Trying to understand what rsyslogd does
 

Hi,

I have installed Snort and Splunk on the same server.

Splunk is receiving syslog messages on UDP 514 from my router.

However, I am having problems getting Snort to send anything to Splunk.

In the guides I have seen, it entails enabling Rsyslog. What does that do? They are both on the same machine, can't Snort just send to Splunk? Why the third party?

This syslog config for Snort is quite simple:
# syslog
# output alert_syslog: LOG_AUTH LOG_ALERT
output alert_syslog: host=192.168.0.251:514, LOG_AUTH LOG_ALERT

But the syslogs don't arrive at Splunk.

If I do load up rsyslog, Splunk stops receiving syslogs from my router.. I guess there is a conflict with 2 apps trying to listen on the same port.

It is possible to get rsyslog to work on TCP but I honestly don't know if it is sending or receiving.

Confused. Any explanation of how the puzzle fits together would be helpful.

Thanks!
seabro

if splunk is on the same box, then you'd just read snorts default local log files in most cases. rsyslog is (from what I understand) being used to bridge between locally logged syslog messages (through a syslog socket, not a network connection) to the generic network world. It does seem that snort can log directly though, so no, rsyslog shouldn't be required.

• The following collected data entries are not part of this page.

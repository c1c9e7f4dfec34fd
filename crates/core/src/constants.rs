//! Constants used throughout the EHR core crate.
//!
//! Document keys, field limits and storage path names live here so the translator, the
//! validator and the stores agree on them.

/// Default directory for patient data storage when no explicit directory is configured.
pub const DEFAULT_PATIENT_DATA_DIR: &str = "patient_data";

/// Directory (under the patient data dir) holding the sharded patient record tree.
pub const PATIENTS_DIR_NAME: &str = "patients";

/// Filename for patient JSON files.
pub const PATIENT_JSON_FILENAME: &str = "patient.json";

/// Page size used by `get_all` when the caller passes a limit of 0.
pub const DEFAULT_PAGE_LIMIT: u32 = 100;

/// Maximum length of a patient name, in characters.
pub const MAX_NAME_LEN: usize = 255;

/// Maximum length of the free-text diagnosis, in characters.
pub const MAX_DIAGNOSIS_LEN: usize = 255;

/// Document key of the internal identifier.
pub const ID_KEY: &str = "_id";
/// Alternative spelling of the internal identifier accepted (and rejected) in change sets.
pub const ID_ALIAS_KEY: &str = "id";
pub const PATIENT_ID_KEY: &str = "patient_id";
pub const NAME_KEY: &str = "name";
pub const BIRTH_DATE_KEY: &str = "birth_date";
pub const HEIGHT_KEY: &str = "height";
pub const WEIGHT_KEY: &str = "weight";
pub const BLOOD_TYPE_KEY: &str = "blood_type";
pub const DIAGNOSIS_KEY: &str = "diagnosis";
pub const CONDITIONS_KEY: &str = "conditions";
pub const ALLERGIES_KEY: &str = "allergies";
pub const METADATA_KEY: &str = "metadata";
pub const CREATED_AT_KEY: &str = "created_at";
pub const UPDATED_AT_KEY: &str = "updated_at";

/// Fields a caller may change after creation, in stored document order.
pub const MUTABLE_FIELDS: [&str; 9] = [
    NAME_KEY,
    BIRTH_DATE_KEY,
    HEIGHT_KEY,
    WEIGHT_KEY,
    BLOOD_TYPE_KEY,
    DIAGNOSIS_KEY,
    CONDITIONS_KEY,
    ALLERGIES_KEY,
    METADATA_KEY,
];

/// Fields owned by the service that no change set may touch.
pub const IMMUTABLE_FIELDS: [&str; 5] = [
    ID_KEY,
    ID_ALIAS_KEY,
    PATIENT_ID_KEY,
    CREATED_AT_KEY,
    UPDATED_AT_KEY,
];

/// Message returned by a successful delete.
pub const DELETE_SUCCESS_MESSAGE: &str = "Patient deleted successfully";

Splunk is paid software, and will delete anything after 500MB of logs IIRC. So don't use it in production unless you pay for it.

Graylog2 and ELK are free alternatives to Splunk, if you are interested.

wow, that's some odd, and unsolicited, hate for an excellent piece of software.

This is a forum. The idea is to chime in if you have something constructive to say. I don't have to be invited to a conversation.

I made no mention of 'hating' splunk.

I would appreciate it if you didn't attempt to put words in my mouth.